FIG. 4 shows typical horizontal Moire modulation depth curves in relation to spot width. In many cases, a 15 per cent increase in spot width may totally eliminate Moire interference. The Barten visibility limit for the curves is 1.4 per cent.

It will be realized that so far only the critical pixel frequency has been discussed in any detail, but that horizontal Moire interference is a progressive disturbance that does not occur at a single frequency. FIG. 5 shows a set of Moire interference curves for a typical 21 inch CRT having an aperture grille pitch of 0.31 mm. Noticeable horizontal Moire interference will occur, given the correct video pattern, over a rage of picture widths or resolutions. However, filter 360 is not an "ideal" filter with an infinitely steep amplitude response. This may be advantageously utilized in examples of the present invention to allow for system tolerances. The maximum center frequency of filter 360 should be half of the dot clock frequency of the highest frequency video mode supported by the display. For a typical 21 inch CRT, the center frequency of filter 360 should be variable up to 70 MHz.

The following two factors lead to a simplification of the filter design. Firstly, it is found in practice that horizonal Moire interference is more likely to occur in two conditions, corresponding to the curves 10 and 20 of FIG. 5. Secondly, the range over which the center frequency of filter 360 should be variable is significantly less than the overall range of operating frequencies of the display. This is because, for all practical modes, the line frequencies producing an image which may cause horizontal Moire interference are at the high end of the line scan frequency band.

Band-pass filters can be regarded as oscillatory systems and have a finite response time. Thus, the response of the FIG. 3 arrangement to any frequency components of the input video signals R, G and B with potential to produce Moire interference is not instantaneous. However, for Moire interference to be visible, the Moire wavelength must be within the spatial resolution of the eye. Several pixels are required to achieve this, longer than the minimum response time of filter 360. The overall time constant of filter 360 and rectification and thresholding circuit 370 is tuned so that the turn off time is considerably faster than the turn on time. This avoids degradation, for instance, of text starting in a data window immediately after a dithered background with video components in the pass band of filter 360.
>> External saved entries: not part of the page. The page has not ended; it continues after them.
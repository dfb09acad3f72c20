//! Non-linear distribution-shaping transforms

use crate::dataset;
use crate::error::{FeatForgeError, Result};
use crate::transforms::{f64_series, with_series, Lineage};
use ndarray::Array1;
use polars::prelude::*;
use serde::{Deserialize, Serialize};
use std::collections::BTreeMap;

#[derive(Debug, Clone, Copy, PartialEq, Eq, Serialize, Deserialize)]
#[serde(rename_all = "snake_case")]
pub enum NonLinearMethod {
    /// log(x + shift), shift chosen at fit time to keep arguments positive
    Log,
    /// exp(x)
    Exponential,
    /// Yeo-Johnson power transform with lambda estimated by grid-search MLE
    YeoJohnson,
}

#[derive(Debug, Clone, Serialize, Deserialize)]
pub struct NonLinearParams {
    pub transformation_options: BTreeMap<String, NonLinearMethod>,
}

#[derive(Debug, Clone)]
struct FittedNonLinear {
    method: NonLinearMethod,
    shift: f64,
    lambda: f64,
}

/// Rewrites skewed numeric columns in place.
#[derive(Debug, Clone)]
pub struct NonLinearTransformation {
    transformation_options: BTreeMap<String, NonLinearMethod>,
    fitted: BTreeMap<String, FittedNonLinear>,
}

impl NonLinearTransformation {
    pub fn new(params: NonLinearParams) -> Self {
        Self {
            transformation_options: params.transformation_options,
            fitted: BTreeMap::new(),
        }
    }

    pub fn params(&self) -> NonLinearParams {
        NonLinearParams {
            transformation_options: self.transformation_options.clone(),
        }
    }

    pub fn fit(&mut self, x: &DataFrame, _y: Option<&Array1<f64>>) -> Result<()> {
        self.fitted.clear();

        for (column, method) in &self.transformation_options {
            let values = dataset::column_f64_dropna(x, column)?;
            if values.is_empty() {
                return Err(FeatForgeError::DataError(format!(
                    "column '{column}' has no non-null values"
                )));
            }

            let min_val = values.iter().cloned().fold(f64::INFINITY, f64::min);
            let shift = if min_val <= 0.0 { -min_val + 1.0 } else { 0.0 };

            let lambda = match method {
                NonLinearMethod::YeoJohnson => Self::estimate_yeojohnson_lambda(&values),
                _ => 1.0,
            };

            self.fitted.insert(
                column.clone(),
                FittedNonLinear {
                    method: *method,
                    shift,
                    lambda,
                },
            );
        }

        Ok(())
    }

    pub fn transform(&self, x: &DataFrame) -> Result<DataFrame> {
        let mut result = x.clone();

        for column in self.transformation_options.keys() {
            let fitted = self.fitted.get(column).ok_or(FeatForgeError::NotFitted)?;
            let values: Vec<Option<f64>> = dataset::column_f64(&result, column)?
                .into_iter()
                .map(|v| v.map(|v| Self::apply(fitted, v)))
                .collect();
            result = with_series(&result, f64_series(column, values))?;
        }

        Ok(result)
    }

    pub fn lineage(&self) -> Lineage {
        Lineage::new()
    }

    fn apply(fitted: &FittedNonLinear, value: f64) -> f64 {
        match fitted.method {
            NonLinearMethod::Log => (value + fitted.shift).max(1e-12).ln(),
            NonLinearMethod::Exponential => value.exp().min(f64::MAX / 2.0),
            NonLinearMethod::YeoJohnson => Self::yeojohnson(value, fitted.lambda),
        }
    }

    /// Yeo-Johnson transform of a single value.
    fn yeojohnson(x: f64, lambda: f64) -> f64 {
        if x >= 0.0 {
            if lambda.abs() < 1e-10 {
                (x + 1.0).ln()
            } else {
                ((x + 1.0).powf(lambda) - 1.0) / lambda
            }
        } else if (lambda - 2.0).abs() < 1e-10 {
            -(-x + 1.0).ln()
        } else {
            -((-x + 1.0).powf(2.0 - lambda) - 1.0) / (2.0 - lambda)
        }
    }

    /// Grid-search the lambda maximizing the Yeo-Johnson log-likelihood
    /// over [-2, 2] in 0.1 steps.
    fn estimate_yeojohnson_lambda(values: &[f64]) -> f64 {
        let mut best_lambda = 1.0;
        let mut best_ll = f64::NEG_INFINITY;

        for step in -20..=20 {
            let lambda = step as f64 * 0.1;
            let ll = Self::yeojohnson_log_likelihood(values, lambda);
            if ll > best_ll {
                best_ll = ll;
                best_lambda = lambda;
            }
        }

        best_lambda
    }

    fn yeojohnson_log_likelihood(values: &[f64], lambda: f64) -> f64 {
        let n = values.len() as f64;
        let transformed: Vec<f64> = values.iter().map(|&x| Self::yeojohnson(x, lambda)).collect();

        let mean = transformed.iter().sum::<f64>() / n;
        let var = transformed.iter().map(|t| (t - mean).powi(2)).sum::<f64>() / n;
        if var <= 1e-12 {
            return f64::NEG_INFINITY;
        }

        // Profile log-likelihood with the Jacobian term
        let jacobian: f64 = values
            .iter()
            .map(|&x| (x.abs() + 1.0).ln() * (lambda - 1.0) * x.signum())
            .sum();
        -0.5 * n * var.ln() + jacobian
    }
}

#[cfg(test)]
mod tests {
    use super::*;

    #[test]
    fn test_yeojohnson_reduces_right_skew() {
        let values: Vec<f64> = (1..100).map(|i| (i as f64).powi(3)).collect();
        let df = DataFrame::new(vec![Series::new("a".into(), values.clone()).into()]).unwrap();

        let mut transform = NonLinearTransformation::new(NonLinearParams {
            transformation_options: BTreeMap::from([(
                "a".to_string(),
                NonLinearMethod::YeoJohnson,
            )]),
        });
        transform.fit(&df, None).unwrap();
        let out = transform.transform(&df).unwrap();

        let transformed: Vec<f64> = out
            .column("a")
            .unwrap()
            .as_materialized_series()
            .f64()
            .unwrap()
            .into_iter()
            .flatten()
            .collect();

        let skew_before = dataset::skewness(&values);
        let skew_after = dataset::skewness(&transformed);
        assert!(skew_after.abs() < skew_before.abs());
    }

    #[test]
    fn test_log_handles_nonpositive_values() {
        let df = DataFrame::new(vec![
            Series::new("a".into(), &[-5.0, 0.0, 5.0, 100.0]).into(),
        ])
        .unwrap();

        let mut transform = NonLinearTransformation::new(NonLinearParams {
            transformation_options: BTreeMap::from([("a".to_string(), NonLinearMethod::Log)]),
        });
        transform.fit(&df, None).unwrap();
        let out = transform.transform(&df).unwrap();

        let ca = out.column("a").unwrap().as_materialized_series().f64().unwrap().clone();
        for v in ca.into_iter().flatten() {
            assert!(v.is_finite());
        }
    }

    #[test]
    fn test_yeojohnson_lambda_one_is_identity_shift() {
        // lambda = 1 reduces to x for non-negative inputs
        assert!((NonLinearTransformation::yeojohnson(3.0, 1.0) - 3.0).abs() < 1e-12);
        assert!((NonLinearTransformation::yeojohnson(0.0, 1.0)).abs() < 1e-12);
    }
}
The example of the present invention hereinbefore described can be divided into two sections: a higher frequency video path; and a lower frequency adaptive control system. Referring now to FIG. 6, in a particularly preferred embodiment of the present invention, the video path is implemented by analogue circuitry and the control system is implemented by digital circuitry. It will be appreciated that filter 360 and thresholding circuit 370 may be implemented by a single application specific integrated circuit (ASIC). In preferred embodiments of the present invention, the control system is implemented at least partially by processor 270 for simplicity. However, it will be appreciated that, in other embodiments of the present invention, the control system may be implemented by dedicated digital circuitry, analogue circuitry, or a combination of both digital and analogue circuitry. If phosphor dot geometry correction is required, it is preferable to recalculate the critical pixel frequency many times during each line period. This imparts a significant load to the processor. Therefore, it is preferable to include a separate analog multiplier 610 to perform this function separately from processor 270.

Block 650, containing convertor 320 and corrector 330, can be omitted if the display has a display data channel (DDC) 600, such as the Video Electronics Standards Association (VESA) DDC, linked to a video adaptor 630 of a host computer 640. Display data channel 600 enables processor 270 to request the active line period from a host computer 640.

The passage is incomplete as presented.